# [Excerpted records]
+ + + + +
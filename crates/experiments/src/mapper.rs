//! Filter ↔ metric mapping and preview query rendering
//!
//! Pure translations between three shapes of the same information: the
//! filter widget's `{events, actions}` container, the metric configuration,
//! and the trend query document behind the live preview. Everything here is
//! total - missing data degrades to empty containers and empty-series
//! queries, never to an error - so the preview can keep rendering mid-edit.

use serde::{Deserialize, Serialize};

use lens_query::{
    ActionsNode, DateRange, EventsNode, InsightVizNode, Interval, MathOperator, PropertyFilter,
    QuerySource, SeriesNode, TrendsFilter, TrendsQuery,
};

use crate::metric::{EntityKind, EntityRef, ExperimentMetric, MetricConfig, MetricType};
use crate::policy;

/// Date window for preview queries
///
/// Fixed so the rendered document is identical across renders of the same
/// metric; the host memoizes on structural equality.
pub const PREVIEW_LOOKBACK_DAYS: u32 = 7;

/// One entity as the filter widget emits it
#[derive(Debug, Clone, PartialEq, Serialize, Deserialize)]
pub struct EntityFilter {
    /// Whether this row is an event or an action
    pub kind: EntityKind,
    /// Entity id
    pub id: String,
    /// Display name override
    #[serde(default, skip_serializing_if = "Option::is_none")]
    pub name: Option<String>,
    /// Selected aggregation, if any
    #[serde(default, skip_serializing_if = "Option::is_none")]
    pub math: Option<MathOperator>,
    /// Numeric property for property-aggregating operators
    #[serde(default, skip_serializing_if = "Option::is_none")]
    pub math_property: Option<String>,
    /// Property filters on the entity
    #[serde(default, skip_serializing_if = "Vec::is_empty")]
    pub properties: Vec<PropertyFilter>,
    /// Position in the widget's series list
    #[serde(default)]
    pub order: u32,
}

impl EntityFilter {
    /// Event row without math
    pub fn event(id: impl Into<String>) -> Self {
        Self {
            kind: EntityKind::Event,
            id: id.into(),
            name: None,
            math: None,
            math_property: None,
            properties: Vec::new(),
            order: 0,
        }
    }

    /// Action row without math
    pub fn action(id: impl Into<String>) -> Self {
        Self {
            kind: EntityKind::Action,
            ..Self::event(id)
        }
    }

    /// Set the aggregation operator
    pub fn with_math(mut self, math: MathOperator) -> Self {
        self.math = Some(math);
        self
    }

    /// Set the aggregated numeric property
    pub fn with_math_property(mut self, property: impl Into<String>) -> Self {
        self.math_property = Some(property.into());
        self
    }

    /// Add a property filter
    pub fn with_property(mut self, filter: PropertyFilter) -> Self {
        self.properties.push(filter);
        self
    }
}

/// The `{events, actions}` container the filter widget accepts and emits
#[derive(Debug, Clone, Default, PartialEq, Serialize, Deserialize)]
pub struct FilterSet {
    /// Event rows
    #[serde(default, skip_serializing_if = "Vec::is_empty")]
    pub events: Vec<EntityFilter>,
    /// Action rows
    #[serde(default, skip_serializing_if = "Vec::is_empty")]
    pub actions: Vec<EntityFilter>,
}

impl FilterSet {
    /// Whether the container holds no entities
    pub fn is_empty(&self) -> bool {
        self.events.is_empty() && self.actions.is_empty()
    }

    /// First entity in the container, events before actions
    ///
    /// Experiment metrics are single-entity; anything past the first row is
    /// ignored, mirroring the widget's entities limit.
    pub fn first_entity(&self) -> Option<&EntityFilter> {
        self.events.first().or_else(|| self.actions.first())
    }
}

/// Wrap a metric config's entity into the widget's container shape
///
/// Empty container when no entity is configured yet.
pub fn metric_config_to_filter(config: &MetricConfig) -> FilterSet {
    let Some(entity) = &config.entity else {
        return FilterSet::default();
    };

    let row = EntityFilter {
        kind: entity.kind(),
        id: entity.id().to_string(),
        name: entity.name().map(str::to_string),
        math: Some(config.math),
        math_property: config.math_property.clone(),
        properties: config.properties.clone(),
        order: 0,
    };

    match entity.kind() {
        EntityKind::Event => FilterSet {
            events: vec![row],
            actions: Vec::new(),
        },
        EntityKind::Action => FilterSet {
            events: Vec::new(),
            actions: vec![row],
        },
    }
}

/// Build a metric config from the widget's first entity
///
/// Math falls back to the metric type's default when the widget row carries
/// none. Returns `None` when no entity is present; callers keep the
/// previous config in that case instead of clearing it.
pub fn filter_to_metric_config(
    metric_type: MetricType,
    entity: Option<&EntityFilter>,
) -> Option<MetricConfig> {
    let entity = entity?;

    let entity_ref = match entity.kind {
        EntityKind::Event => EntityRef::Event {
            id: entity.id.clone(),
            name: entity.name.clone(),
        },
        EntityKind::Action => EntityRef::Action {
            id: entity.id.clone(),
            name: entity.name.clone(),
        },
    };

    Some(MetricConfig {
        entity: Some(entity_ref),
        math: entity
            .math
            .unwrap_or_else(|| policy::default_math(metric_type)),
        math_property: entity.math_property.clone(),
        properties: entity.properties.clone(),
    })
}

/// Render a metric into the trend query document behind its preview
///
/// Deterministic and total: a metric with no entity yields a query with no
/// series, which the preview renders as an empty chart rather than an error.
pub fn metric_to_query(metric: &ExperimentMetric) -> QuerySource {
    let series = metric
        .metric_config
        .entity
        .as_ref()
        .map(|entity| metric_series(metric, entity))
        .into_iter()
        .collect();

    QuerySource::TrendsQuery(TrendsQuery {
        series,
        date_range: Some(DateRange::last_days(PREVIEW_LOOKBACK_DAYS)),
        interval: Some(Interval::Day),
        properties: Vec::new(),
        trends_filter: Some(TrendsFilter::default()),
    })
}

/// Wrap a metric's query for the read-only preview component
pub fn metric_to_insight(metric: &ExperimentMetric) -> InsightVizNode {
    InsightVizNode::preview(metric_to_query(metric))
}

fn metric_series(metric: &ExperimentMetric, entity: &EntityRef) -> SeriesNode {
    let config = &metric.metric_config;

    // A stale operator can slip in when the config is mutated outside the
    // editor; clamp to the type's allowed set instead of failing.
    let math = clamp_math(metric.metric_type, config.math);
    let math_property = if math.requires_property() {
        config.math_property.clone()
    } else {
        None
    };

    match entity {
        EntityRef::Event { id, name } => EventsNode {
            event: Some(id.clone()),
            name: name.clone(),
            math: Some(math),
            math_property,
            properties: config.properties.clone(),
        }
        .into(),
        EntityRef::Action { id, name } => ActionsNode {
            id: id.clone(),
            name: name.clone(),
            math: Some(math),
            math_property,
            properties: config.properties.clone(),
        }
        .into(),
    }
}

fn clamp_math(metric_type: MetricType, math: MathOperator) -> MathOperator {
    let allowed = policy::allowed_math_types(metric_type);
    if allowed.contains(&math) {
        math
    } else {
        allowed[0]
    }
}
+ + + + +
Return each line from the material that includes the string "ActionsNode".

# [Answer to this task]
    ActionsNode, DateRange, EventsNode, InsightVizNode, Interval, MathOperator, PropertyFilter,
        EntityRef::Action { id, name } => ActionsNode {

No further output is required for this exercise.